Note that Householder transformations are discussed on pp. 150--156 in the text
book.
2/23 and 2/25: Solving underdetermined systems of linear equations; they
can also be reduced to a positive definite, symmetric linear system if the
rows of the coefficient matrix are linearly independent. Further looks at
how Householder transformations can be used to solve linear least squares
problems. The transformations should be stored in terms of the vectors v
instead of computing the matrix elements and there is no good reason to form
products of the Householder matrices. How to use Householder matrices to turn
a symmetric matrix into a tridiagonal matrix with the same eigenvalues; this
is the first of two steps used in several algorithms to compute the eigenvalues
of symmetric matrices; in the second step we compute the eigenvalues of the
tridiagonal matrices. Polynomial fitting of data using least squares. An example used by Guass in an 1850 lecture to illustrate the least squares algorithm.
Why we should not try to compute the eigenvalues of matrices by first finding
its charcteristic polynomial and then computing the roots of that polynomial;
two polynomials with roots were shown to be very sensitive to to tiny changes in their coefficients. Cauchy's interlace theorem and finding eigenvalues of tridiagonal matrices by Sturm sequences; see section 5.6 of the text book. A first discussion of Gerschgorin's first theorem; see pp. 145-146 of the text book.
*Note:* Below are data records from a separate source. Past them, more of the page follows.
use std::collections::BTreeMap;

use chrono::{DateTime, Utc};
use serde::{Deserialize, Serialize};
use uuid::Uuid;

use super::event::CapturedEvent;

#[derive(Debug, Clone, Copy, PartialEq, Eq, Serialize, Deserialize)]
#[serde(rename_all = "lowercase")]
pub enum ParameterType {
    #[serde(alias = "text")]
    String,
    #[serde(alias = "integer", alias = "float")]
    Number,
    #[serde(alias = "bool")]
    Boolean,
}

/// Declared input or output of a template.
#[derive(Debug, Clone, PartialEq, Serialize, Deserialize)]
#[serde(rename_all = "camelCase")]
pub struct ParameterDef {
    #[serde(rename = "type")]
    pub param_type: ParameterType,
    #[serde(default)]
    pub description: String,
    #[serde(default)]
    pub required: bool,
    #[serde(default, skip_serializing_if = "Option::is_none")]
    pub default: Option<serde_json::Value>,
    #[serde(default)]
    pub observed_values: Vec<serde_json::Value>,
}

impl ParameterDef {
    /// Record a concrete value seen in an execution. Values are only ever
    /// appended; a value already present is not added twice.
    pub fn observe(&mut self, value: serde_json::Value) {
        if value.is_null() || self.observed_values.contains(&value) {
            return;
        }
        self.observed_values.push(value);
    }
}

/// Generalized, reusable description of one step.
#[derive(Debug, Clone, PartialEq, Serialize, Deserialize)]
#[serde(rename_all = "camelCase")]
pub struct TemplateStep {
    pub step_number: u32,
    pub screen_pattern: String,
    pub action_template: String,
    #[serde(default)]
    pub uses_inputs: Vec<String>,
    #[serde(default)]
    pub extracts: Vec<String>,
}

#[derive(Debug, Clone, PartialEq, Serialize, Deserialize)]
#[serde(rename_all = "camelCase")]
pub struct WorkflowTemplate {
    pub id: Uuid,
    pub name: String,
    pub description: String,
    pub inputs: BTreeMap<String, ParameterDef>,
    pub outputs: BTreeMap<String, ParameterDef>,
    pub steps: Vec<TemplateStep>,
    pub created_at: DateTime<Utc>,
}

/// Concrete record of one executed step.
#[derive(Debug, Clone, PartialEq, Serialize, Deserialize)]
#[serde(rename_all = "camelCase")]
pub struct StepSnapshot {
    pub step_number: u32,
    #[serde(default, skip_serializing_if = "Option::is_none")]
    pub screenshot_path: Option<String>,
    pub action: String,
    pub screen_label: String,
    pub url: String,
    pub timestamp: DateTime<Utc>,
}

/// One concrete, parameter-bound execution of a template. Append-only.
#[derive(Debug, Clone, PartialEq, Serialize, Deserialize)]
#[serde(rename_all = "camelCase")]
pub struct WorkflowInstance {
    pub id: Uuid,
    pub template_id: Uuid,
    pub session_id: String,
    pub goal: String,
    pub succeeded: bool,
    pub parameter_values: BTreeMap<String, serde_json::Value>,
    pub extracted_values: BTreeMap<String, serde_json::Value>,
    pub step_snapshots: Vec<StepSnapshot>,
    pub created_at: DateTime<Utc>,
}

/// A sub-sequence of events representing one attempt at a task.
///
/// Exists only between segmentation and synthesis; never persisted.
#[derive(Debug, Clone, PartialEq)]
pub struct DetectedInstance {
    pub goal: String,
    pub start_event_index: usize,
    /// Inclusive.
    pub end_event_index: usize,
    pub succeeded: bool,
    pub events: Vec<CapturedEvent>,
}

impl DetectedInstance {
    pub fn len(&self) -> usize {
        self.events.len()
    }

    pub fn is_empty(&self) -> bool {
        self.events.is_empty()
    }
}

#[cfg(test)]
mod tests {
    use super::*;
    use serde_json::json;

    #[test]
    fn test_observe_appends_without_duplicates() {
        let mut def = ParameterDef {
            param_type: ParameterType::String,
            description: "Patient name".to_string(),
            required: true,
            default: None,
            observed_values: vec![json!("Ada")],
        };
        def.observe(json!("Grace"));
        def.observe(json!("Ada"));
        def.observe(serde_json::Value::Null);
        assert_eq!(def.observed_values, vec![json!("Ada"), json!("Grace")]);
    }

    #[test]
    fn test_parameter_type_aliases() {
        let t: ParameterType = serde_json::from_value(json!("integer")).unwrap();
        assert_eq!(t, ParameterType::Number);
        let t: ParameterType = serde_json::from_value(json!("text")).unwrap();
        assert_eq!(t, ParameterType::String);
        assert!(serde_json::from_value::<ParameterType>(json!("date")).is_err());
    }
}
3/1 and 3/3: Gerschgorin's two theorems. What these theorem can be used for including a discussion of Theorem 5.6 on page 148. Inverse iteration to
determine eigenvectors for eigenvalues which are approximately known; this
involves an argument based on expanding arbitrary vectors using eigenvectors
of symmetric matrices. The formulation of a perturbation theorem given
as Theorem 5.15 on page 173.
3/8 and 3/10: Rayleigh quotients and a proof of the two final theorems of
chapter 5. Jacobi's algorithm and a proof that its classical variant converges.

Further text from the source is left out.